Ich denke nicht, dass ich diesen Trend einfach umkehren oder verändern kann. Mir kommt es nur so kurzsichtig vor, wenn wir so tun, als ob nichts geschehen wäre. Als ob wir nichts verarbeiten müssten. Dabei haben wir Einschränkungen ertragen, waren voller Sorge, wie es mit der Pandemie ausgeht und haben oft Meinungsverschiedenen erlebt, die unsere Beziehungen auf eine harte Probe gestellt haben.

Ich habe auch keine Faustformel gefunden, wie lange man sich durchschnittlich von einer Krise wie dieser erholt.
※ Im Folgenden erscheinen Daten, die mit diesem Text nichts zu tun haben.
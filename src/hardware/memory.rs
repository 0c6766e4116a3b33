//! Host memory detection

use anyhow::{Context, Result};
use std::fs;
use std::path::Path;

const MEMINFO_PATH: &str = "/proc/meminfo";

/// Total host RAM in MiB, or None if it cannot be determined
pub fn total_ram_mib() -> Option<u64> {
    read_meminfo_total(Path::new(MEMINFO_PATH)).ok()
}

/// Read the MemTotal line of a meminfo file, converted from KiB to MiB
pub fn read_meminfo_total(path: &Path) -> Result<u64> {
    let content = fs::read_to_string(path)
        .with_context(|| format!("Failed to read {}", path.display()))?;
    parse_mem_total(&content).context("MemTotal not found in meminfo")
}

fn parse_mem_total(content: &str) -> Option<u64> {
    content
        .lines()
        .find_map(|line| line.strip_prefix("MemTotal:"))
        .and_then(|rest| rest.split_whitespace().next())
        .and_then(|kib| kib.parse::<u64>().ok())
        .map(|kib| kib / 1024)
}

#[cfg(test)]
mod tests {
    use super::*;

    #[test]
    fn test_parse_mem_total() {
        let content = "MemTotal:       16318508 kB\nMemFree:         1234567 kB\n";
        assert_eq!(parse_mem_total(content), Some(15936));
        assert_eq!(parse_mem_total("MemFree: 1 kB\n"), None);
    }

    #[test]
    fn test_read_meminfo_total_from_file() {
        let tmp = tempfile::tempdir().unwrap();
        let path = tmp.path().join("meminfo");
        std::fs::write(&path, "MemTotal: 2097152 kB\n").unwrap();
        assert_eq!(read_meminfo_total(&path).unwrap(), 2048);
        assert!(read_meminfo_total(&tmp.path().join("missing")).is_err());
    }
}
//! Filesystem utilities
//!
//! Machine directory creation, including BTRFS copy-on-write handling for
//! the qcow2 images written into it.

use anyhow::{bail, Context, Result};
use std::ffi::{OsStr, OsString};
use std::path::Path;
use tracing::{debug, warn};

use crate::commands::CommandRunner;

/// BTRFS filesystem magic number as printed by `stat -f -c %t`
const BTRFS_SUPER_MAGIC: &str = "9123683e";

/// Check if a path is on a BTRFS filesystem
pub fn is_btrfs(runner: &dyn CommandRunner, path: &Path) -> bool {
    let args: Vec<OsString> = vec!["-f".into(), "-c".into(), "%t".into(), path.into()];
    match runner.output(OsStr::new("stat"), &args) {
        Ok(output) if output.status.success() => {
            String::from_utf8_lossy(&output.stdout).trim().to_lowercase() == BTRFS_SUPER_MAGIC
        }
        _ => false,
    }
}

/// Disable copy-on-write on a directory using chattr +C
///
/// Only affects files created afterwards, so run it on an empty directory.
pub fn disable_cow(runner: &dyn CommandRunner, path: &Path) -> Result<()> {
    let args: Vec<OsString> = vec!["+C".into(), path.into()];
    let output = runner
        .output(OsStr::new("chattr"), &args)
        .context("Failed to run chattr command")?;

    if !output.status.success() {
        let stderr = String::from_utf8_lossy(&output.stderr);
        if !stderr.contains("Operation not supported") && !stderr.contains("Inappropriate ioctl") {
            bail!("chattr +C failed: {}", stderr.trim());
        }
    }

    Ok(())
}

/// Create a new machine directory
///
/// The parent library directory is created as needed; the machine directory
/// itself must not exist yet. On BTRFS, copy-on-write is turned off before
/// any image lands in it (double CoW with qcow2 degrades performance).
///
/// Returns Ok(true) if CoW was disabled.
pub fn create_machine_dir(runner: &dyn CommandRunner, path: &Path) -> Result<bool> {
    if let Some(parent) = path.parent() {
        std::fs::create_dir_all(parent)
            .with_context(|| format!("Failed to create directory {}", parent.display()))?;
    }

    if path.exists() {
        bail!("VM directory already exists: {}", path.display());
    }

    std::fs::create_dir(path)
        .with_context(|| format!("Failed to create VM directory {}", path.display()))?;

    if is_btrfs(runner, path) {
        match disable_cow(runner, path) {
            Ok(()) => {
                debug!("disabled copy-on-write on {}", path.display());
                return Ok(true);
            }
            Err(e) => warn!("Could not disable copy-on-write: {:#}", e),
        }
    }

    Ok(false)
}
Wenn ich im Internet suche, finde ich allenfalls Berechnungsformeln dafür, wie lange man Liebeskummer haben darf. Aber vielleicht geht es ja gar nicht darum, was dabei normal ist und was man darf. Denn diese Krise, die wir alle erlebt haben, war ja vieles, aber eins nicht: Sie war nicht normal.

Ich habe mir deshalb vorgenommen, dass ich mir kein Zeitlimit setze, wann ich mit der Erholung durch sein muss. Aber ich will auf mich und auf die anderen in meinem Umfeld achten, und immer wieder darauf aufmerksam machen, dass wir uns so eine Erholungszeit zugestehen und liebevoller mit uns sein dürfen. Denn als Menschen brauchen wir Zeit für die körperliche und geistige Erholung. Ich setzte mir konkrete Erholungszeiten in meinen Wochenkalender. Und diese Zeit will ich mir und anderen zugestehen und aushalten. Denn ich bin noch nicht wieder so zu Kräften gekommen wie vor der Krise.